From the depth of the dreamy decline of the dawn through a notable nimbus of nebulous noonshine,
Pallid and pink as the palm of the flag-flower that flickers with fear of the flies as they float,
Are they looks of our lovers that lustrously lean from a marvel of mystic miraculous moonshine,
These that we feel in the blood of our blushes that thicken and threaten with throbs through the throat?
Thicken and thrill as a theatre thronged at appeal of an actor's appalled agitation,
Fainter with fear of the fires of the future than pale with the promise of pride in the past;
Flushed with the famishing fullness of fever that reddens with radiance of rathe recreation,
Gaunt as the ghastliest of glimpses that gleam through the gloom of the gloaming when ghosts go aghast?
Nay, for the nick of the tick of the time is a tremulous touch on the temples of terror,
Strained as the sinews yet strenuous with strife of the dead who is dumb as the dust-heaps of death:
Surely no soul is it, sweet as the spasm of erotic emotional exquisite error,
Bathed in the balms of beatified bliss, beatific itself by beatitude's breath.
Surely no spirit or sense of a soul that was soft to the spirit and soul of our senses
Sweetens the stress of suspiring suspicion that sobs in the semblance and sound of a sigh;
Only this oracle opens Olympian, in mystical moods and triangular tenses--
"Life is the lust of a lamp for the light that is dark till the dawn of the day when we die."

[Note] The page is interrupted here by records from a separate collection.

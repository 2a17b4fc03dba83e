use super::dto::{NarrationJob, NarrationResult};
use super::error::NarrationServiceError;
use super::language::{build_detector, detect_language};
use super::voice::NarratorVoice;
use crate::domain::enhancement::EnhancementService;
use crate::domain::synthesis::ParallelSynthesizer;
use crate::domain::text::{chunker, TextNormalizer, DEFAULT_CHUNK_SIZE};
use crate::infrastructure::repositories::{
    DocumentKind, ExtractionRepository, LocalExtractionRepository,
};
use async_trait::async_trait;
use lingua::LanguageDetector;
use moka::future::Cache;
use std::path::Path;
use std::sync::Arc;
use std::time::Duration;

/// Rough speaking rate used to estimate narration length.
const CHARACTERS_PER_MINUTE: f32 = 1000.0;

/// Pipeline façade: raw or document text in, one narrated MP3 out.
pub struct NarrationService {
    enhancement: Arc<EnhancementService>,
    synthesizer: ParallelSynthesizer,
    extraction_repo: Arc<dyn ExtractionRepository>,
    normalizer: TextNormalizer,
    language_detector: LanguageDetector,
    default_chunk_size: usize,
    cache: Option<Cache<String, NarrationResult>>,
}

impl NarrationService {
    pub fn new(
        enhancement: Arc<EnhancementService>,
        synthesizer: ParallelSynthesizer,
        cache_enabled: bool,
    ) -> Self {
        let language_detector = build_detector();

        // Initialize cache if enabled
        let cache = if cache_enabled {
            Some(
                Cache::builder()
                    .max_capacity(100)
                    .time_to_idle(Duration::from_secs(30 * 60)) // 30 minutes, refreshes on access
                    .build(),
            )
        } else {
            None
        };

        Self {
            enhancement,
            synthesizer,
            extraction_repo: Arc::new(LocalExtractionRepository),
            normalizer: TextNormalizer::default(),
            language_detector,
            default_chunk_size: DEFAULT_CHUNK_SIZE,
            cache,
        }
    }

    pub fn with_normalizer(mut self, normalizer: TextNormalizer) -> Self {
        self.normalizer = normalizer;
        self
    }

    pub fn with_extraction_repo(mut self, extraction_repo: Arc<dyn ExtractionRepository>) -> Self {
        self.extraction_repo = extraction_repo;
        self
    }

    /// Chunk budget for jobs the service builds itself (document narration).
    pub fn with_default_chunk_size(mut self, chunk_size: usize) -> Self {
        self.default_chunk_size = chunk_size.max(1);
        self
    }
}

#[async_trait]
pub trait NarrationServiceApi: Send + Sync {
    /// Narrate one job
    ///
    /// This operation:
    /// - Normalizes and validates the raw text
    /// - Rewrites it for delivery, degrading to the local formatter on failure
    /// - Chunk-plans, synthesizes all chunks concurrently, assembles in order
    ///
    /// Chunk failures are reported in the result, not raised; only a job
    /// where every chunk fails is an error.
    async fn narrate(&self, job: NarrationJob) -> Result<NarrationResult, NarrationServiceError>;

    /// Extract a document's text and narrate it. Extraction failures surface
    /// before any synthesis is attempted.
    async fn narrate_document(
        &self,
        kind: DocumentKind,
        bytes: &[u8],
        voice: NarratorVoice,
    ) -> Result<NarrationResult, NarrationServiceError>;

    /// Narrate and persist the artifact to a caller-supplied path.
    async fn narrate_to_file(
        &self,
        job: NarrationJob,
        path: &Path,
    ) -> Result<NarrationResult, NarrationServiceError>;
}

#[async_trait]
impl NarrationServiceApi for NarrationService {
    async fn narrate(&self, job: NarrationJob) -> Result<NarrationResult, NarrationServiceError> {
        tracing::info!(
            job_id = %job.id,
            voice = %job.voice,
            tone = %job.tone,
            style = %job.style,
            text_length = job.text.len(),
            "Narration request"
        );

        // Check cache first (if enabled)
        if let Some(cache) = &self.cache {
            if let Some(cached) = cache.get(&job.signature()).await {
                tracing::info!(
                    job_id = %job.id,
                    cached_audio_size = cached.audio.len(),
                    "Narration cache hit - returning cached audio"
                );
                return Ok(cached);
            }
        }

        // 1. Normalize and validate the raw text
        let normalized = self.normalizer.normalize(&job.text)?;
        tracing::info!(
            job_id = %job.id,
            original_length = job.text.len(),
            normalized_length = normalized.len(),
            "Text normalized"
        );

        // 2. Detect language
        let language = detect_language(&self.language_detector, &normalized);
        tracing::info!(job_id = %job.id, language = %language, "Language detected");

        // 3. Rewrite for delivery; the chain degrades to the local formatter
        let enhanced = self.enhancement.enhance(&normalized, job.tone, job.style).await;

        // The rewrite goes back through the normalizer so chunking always
        // sees canonical sentence boundaries. A rewrite that normalizes to
        // nothing falls back to the plain normalized text.
        let narrated_text = match self.normalizer.normalize(&enhanced) {
            Ok(text) => text,
            Err(_) => {
                tracing::warn!(
                    job_id = %job.id,
                    "Rewritten text normalized to nothing, narrating the plain text"
                );
                normalized
            }
        };

        // 4. Chunk-plan the whole job before dispatch
        let chunks = chunker::split(&narrated_text, job.chunk_size);
        tracing::info!(
            job_id = %job.id,
            chunk_count = chunks.len(),
            chunk_size = job.chunk_size,
            "Text chunk-planned"
        );

        // 5. Fan out, join, assemble
        let synthesis = self.synthesizer.synthesize_job(&chunks, job.voice).await?;

        if synthesis.failed > 0 {
            tracing::warn!(
                job_id = %job.id,
                succeeded = synthesis.succeeded,
                failed = synthesis.failed,
                "Narration degraded: some chunks failed"
            );
        }

        // 6. Build result with partial-degradation bookkeeping
        let char_count = narrated_text.chars().count();
        let result = NarrationResult {
            audio: synthesis.audio,
            narrated_text,
            language,
            char_count,
            duration_minutes: char_count as f32 / CHARACTERS_PER_MINUTE,
            chunk_count: chunks.len(),
            succeeded_chunks: synthesis.succeeded,
            failed_chunks: synthesis.failed,
            failures: synthesis.failures,
        };

        // 7. Cache the result if caching is enabled
        if let Some(cache) = &self.cache {
            cache.insert(job.signature(), result.clone()).await;
            tracing::info!(
                job_id = %job.id,
                audio_size = result.audio.len(),
                "Narration result cached"
            );
        }

        Ok(result)
    }

    async fn narrate_document(
        &self,
        kind: DocumentKind,
        bytes: &[u8],
        voice: NarratorVoice,
    ) -> Result<NarrationResult, NarrationServiceError> {
        let text = self.extraction_repo.extract(kind, bytes).await?;
        tracing::info!(
            kind = ?kind,
            byte_count = bytes.len(),
            text_length = text.len(),
            "Document extracted for narration"
        );

        let job = NarrationJob::new(text, voice).with_chunk_size(self.default_chunk_size);
        self.narrate(job).await
    }

    async fn narrate_to_file(
        &self,
        job: NarrationJob,
        path: &Path,
    ) -> Result<NarrationResult, NarrationServiceError> {
        let result = self.narrate(job).await?;

        tokio::fs::write(path, &result.audio).await?;
        tracing::info!(
            path = %path.display(),
            audio_size = result.audio.len(),
            "Audio artifact written"
        );

        Ok(result)
    }
}
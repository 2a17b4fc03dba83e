use super::enhancement_repository::EnhancementRepository;
use crate::domain::enhancement::{NarrationStyle, Tone};
use async_openai::{
    config::OpenAIConfig,
    types::{
        ChatCompletionRequestSystemMessageArgs, ChatCompletionRequestUserMessageArgs,
        CreateChatCompletionRequestArgs,
    },
    Client,
};
use async_trait::async_trait;
use std::sync::Arc;

/// Upper bound on the rewrite length, in tokens.
const MAX_REWRITE_TOKENS: usize = 512;

/// OpenAI chat-completion implementation of the rewrite collaborator.
pub struct OpenAiEnhancementRepository {
    client: Arc<Client<OpenAIConfig>>,
    model: String,
}

impl OpenAiEnhancementRepository {
    pub fn new(client: Arc<Client<OpenAIConfig>>, model: String) -> Self {
        Self { client, model }
    }

    pub fn from_api_key(api_key: &str, model: String) -> Self {
        let client = Client::with_config(OpenAIConfig::new().with_api_key(api_key));
        Self::new(Arc::new(client), model)
    }

    fn build_prompt(text: &str, tone: Tone, style: NarrationStyle) -> String {
        format!(
            "Enhance the following text for audiobook narration. \
             Make it {} in tone and {} in style. \
             Add appropriate pauses, emphasis, and flow for better audio delivery. \
             Preserve the original meaning while making it more suitable for spoken word.\n\n\
             Original text: {}\n\nEnhanced text:",
            tone.description(),
            style.description(),
            text,
        )
    }
}

#[async_trait]
impl EnhancementRepository for OpenAiEnhancementRepository {
    async fn enhance(
        &self,
        text: &str,
        tone: Tone,
        style: NarrationStyle,
    ) -> Result<String, String> {
        let prompt = Self::build_prompt(text, tone, style);
        let max_tokens = (text.split_whitespace().count() * 2).min(MAX_REWRITE_TOKENS) as u32;

        tracing::info!(
            model = %self.model,
            tone = %tone,
            style = %style,
            text_length = text.len(),
            max_tokens = max_tokens,
            "Calling OpenAI chat completion for narration rewrite"
        );

        let request = CreateChatCompletionRequestArgs::default()
            .model(self.model.clone())
            .temperature(0.7)
            .max_tokens(max_tokens)
            .messages([
                ChatCompletionRequestSystemMessageArgs::default()
                    .content("You rewrite text so it reads well aloud.")
                    .build()
                    .map_err(|e| format!("invalid chat request: {}", e))?
                    .into(),
                ChatCompletionRequestUserMessageArgs::default()
                    .content(prompt.clone())
                    .build()
                    .map_err(|e| format!("invalid chat request: {}", e))?
                    .into(),
            ])
            .build()
            .map_err(|e| format!("invalid chat request: {}", e))?;

        let response = self.client.chat().create(request).await.map_err(|e| {
            tracing::error!(error = %e, model = %self.model, "OpenAI chat completion failed");
            format!("OpenAI enhancement error: {}", e)
        })?;

        let rewritten = response
            .choices
            .into_iter()
            .next()
            .and_then(|choice| choice.message.content)
            .unwrap_or_default();

        // Some models echo the prompt back; strip it if present
        let rewritten = rewritten.replace(&prompt, "").trim().to_string();

        if rewritten.is_empty() {
            return Err("model returned an empty rewrite".to_string());
        }

        tracing::debug!(
            rewritten_length = rewritten.len(),
            "Narration rewrite received"
        );

        Ok(rewritten)
    }
}
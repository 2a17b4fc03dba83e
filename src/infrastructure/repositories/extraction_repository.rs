use async_trait::async_trait;
use html2text::from_read;
use serde::{Deserialize, Serialize};

/// Upload formats accepted for narration.
#[derive(Debug, Clone, Copy, PartialEq, Eq, Serialize, Deserialize)]
#[serde(rename_all = "lowercase")]
pub enum DocumentKind {
    #[serde(rename = "txt")]
    PlainText,
    Html,
    Pdf,
}

#[derive(Debug, thiserror::Error)]
pub enum ExtractionError {
    #[error("document is not valid UTF-8: {0}")]
    InvalidEncoding(String),
    #[error("could not read document: {0}")]
    Unreadable(String),
    #[error("document contains no extractable text")]
    NoText,
}

/// Repository for the document-ingestion collaborator: turns uploaded bytes
/// into plain text before the pipeline runs. Extraction failures surface to
/// the caller; the pipeline never starts on a document that did not extract.
#[async_trait]
pub trait ExtractionRepository: Send + Sync {
    async fn extract(&self, kind: DocumentKind, bytes: &[u8]) -> Result<String, ExtractionError>;
}

/// In-process extractor for the formats we read directly.
pub struct LocalExtractionRepository;

#[async_trait]
impl ExtractionRepository for LocalExtractionRepository {
    async fn extract(&self, kind: DocumentKind, bytes: &[u8]) -> Result<String, ExtractionError> {
        let text = match kind {
            DocumentKind::PlainText => std::str::from_utf8(bytes)
                .map_err(|e| ExtractionError::InvalidEncoding(e.to_string()))?
                .to_string(),
            DocumentKind::Html => from_read(bytes, usize::MAX),
            DocumentKind::Pdf => pdf_extract::extract_text_from_mem(bytes)
                .map_err(|e| ExtractionError::Unreadable(e.to_string()))?,
        };

        if text.trim().is_empty() {
            return Err(ExtractionError::NoText);
        }

        tracing::debug!(
            kind = ?kind,
            byte_count = bytes.len(),
            text_length = text.len(),
            "Document text extracted"
        );

        Ok(text)
    }
}

#[cfg(test)]
mod tests {
    use super::*;

    #[tokio::test]
    async fn test_extract_plain_text() {
        let text = LocalExtractionRepository
            .extract(DocumentKind::PlainText, "A short story.".as_bytes())
            .await
            .unwrap();
        assert_eq!(text, "A short story.");
    }

    #[tokio::test]
    async fn test_extract_rejects_invalid_utf8() {
        let result = LocalExtractionRepository
            .extract(DocumentKind::PlainText, &[0xFF, 0xFE, 0x00])
            .await;
        assert!(matches!(result, Err(ExtractionError::InvalidEncoding(_))));
    }

    #[tokio::test]
    async fn test_extract_rejects_empty_document() {
        let result = LocalExtractionRepository
            .extract(DocumentKind::PlainText, b"   \n  ")
            .await;
        assert!(matches!(result, Err(ExtractionError::NoText)));
    }

    #[tokio::test]
    async fn test_extract_html_strips_markup() {
        let html = b"<html><body><h1>Title</h1><p>Hello <strong>world</strong>!</p></body></html>";
        let text = LocalExtractionRepository
            .extract(DocumentKind::Html, html)
            .await
            .unwrap();
        assert!(!text.contains('<'));
        assert!(!text.contains('>'));
        assert!(text.contains("Hello"));
        assert!(text.contains("world"));
    }
}
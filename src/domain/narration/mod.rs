pub mod dto;
pub mod error;
pub mod language;
pub mod service;
pub mod voice;

pub use dto::{NarrationJob, NarrationResult};
pub use error::NarrationServiceError;
pub use language::{detect_language, LanguageCode};
pub use service::{NarrationService, NarrationServiceApi};
pub use voice::NarratorVoice;
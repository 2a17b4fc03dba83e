pub mod domain;
pub mod infrastructure;

pub use domain::enhancement::{
    DefaultPacingPolicy, EnhancementService, NarrationStyle, PacingPolicy, Tone,
};
pub use domain::narration::{
    LanguageCode, NarrationJob, NarrationResult, NarrationService, NarrationServiceApi,
    NarrationServiceError, NarratorVoice,
};
pub use domain::synthesis::{AudioAssembler, ParallelSynthesizer};
pub use domain::text::{TextChunk, TextNormalizer};
pub use infrastructure::config::{Config, Environment, LogFormat};

use async_openai::{config::OpenAIConfig, Client as OpenAiClient};
use infrastructure::repositories::{
    EnhancementRepository, OpenAiEnhancementRepository, OpenAiSpeechRepository,
    PollySpeechRepository, SpeechRepository,
};
use std::sync::Arc;
use std::time::Duration;
use tracing_subscriber::{layer::SubscriberExt, util::SubscriberInitExt};

/// Wire the default production pipeline from configuration: Polly synthesis,
/// an OpenAI rewrite collaborator when an API key is configured, and the
/// optional result cache.
pub async fn build_narration_service(config: &Config) -> NarrationService {
    let polly_client = Arc::new(PollySpeechRepository::client_from_env(&config.aws_region).await);
    let speech_repo: Arc<dyn SpeechRepository> =
        Arc::new(PollySpeechRepository::new(polly_client));

    let enhancement_repo = config.openai_api_key.as_deref().map(|key| {
        Arc::new(OpenAiEnhancementRepository::from_api_key(
            key,
            config.openai_chat_model.clone(),
        )) as Arc<dyn EnhancementRepository>
    });
    if enhancement_repo.is_none() {
        tracing::warn!("No OpenAI API key configured; narration will use the local formatter only");
    }

    let enhancement = Arc::new(EnhancementService::new(enhancement_repo));
    let synthesizer = ParallelSynthesizer::with_timeout(
        speech_repo,
        Duration::from_secs(config.chunk_timeout_secs),
    );

    NarrationService::new(enhancement, synthesizer, config.narration_cache_enabled)
        .with_normalizer(TextNormalizer::new(config.max_text_length))
        .with_default_chunk_size(config.max_chunk_size)
}

/// Wire the pipeline over the single-call OpenAI speech provider instead of
/// Polly. Suited to short texts where the fan-out buys nothing; the remote
/// voice follows the configured language, not the narrator identity.
pub fn build_simple_narration_service(
    config: &Config,
    language: LanguageCode,
) -> anyhow::Result<NarrationService> {
    let api_key = config.openai_api_key.as_deref().ok_or_else(|| {
        anyhow::anyhow!("OPENAI_API_KEY is required for the OpenAI speech provider")
    })?;

    let client = Arc::new(OpenAiClient::with_config(
        OpenAIConfig::new().with_api_key(api_key),
    ));
    let speech_repo: Arc<dyn SpeechRepository> = Arc::new(OpenAiSpeechRepository::new(
        client.clone(),
        config.openai_speech_model.clone(),
        language,
    ));
    let enhancement_repo: Arc<dyn EnhancementRepository> = Arc::new(
        OpenAiEnhancementRepository::new(client, config.openai_chat_model.clone()),
    );

    let enhancement = Arc::new(EnhancementService::new(Some(enhancement_repo)));
    let synthesizer = ParallelSynthesizer::with_timeout(
        speech_repo,
        Duration::from_secs(config.chunk_timeout_secs),
    );

    Ok(
        NarrationService::new(enhancement, synthesizer, config.narration_cache_enabled)
            .with_normalizer(TextNormalizer::new(config.max_text_length))
            .with_default_chunk_size(config.max_chunk_size),
    )
}

/// Initialize the tracing stack from configuration. Meant for binary
/// consumers; hosts embedding the pipeline install their own subscriber.
pub fn init_logging(config: &Config) {
    if config.log_format == LogFormat::Json {
        tracing_subscriber::registry()
            .with(
                tracing_subscriber::EnvFilter::try_from_default_env()
                    .unwrap_or_else(|_| "taletape=debug".into()),
            )
            .with(tracing_subscriber::fmt::layer().json())
            .init();
    } else {
        tracing_subscriber::registry()
            .with(
                tracing_subscriber::EnvFilter::try_from_default_env()
                    .unwrap_or_else(|_| "taletape=debug".into()),
            )
            .with(tracing_subscriber::fmt::layer().pretty())
            .init();
    }
}
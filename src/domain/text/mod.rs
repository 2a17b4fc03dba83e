pub mod chunker;
pub mod normalizer;

pub use chunker::{TextChunk, DEFAULT_CHUNK_SIZE};
pub use normalizer::{EmptyInputError, TextNormalizer};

Mild is the mirk and monotonous music of memory, melodiously mute as it may be,
While the hope in the heart of a hero is bruised by the breach of men's rapiers, resigned to the rod;
Made meek as a mother whose bosom-beats bound with the bliss-bringing bulk of a balm-breathing baby,
As they grope through the grave-yard of creeds, under skies growing green at a groan for the grimness of God.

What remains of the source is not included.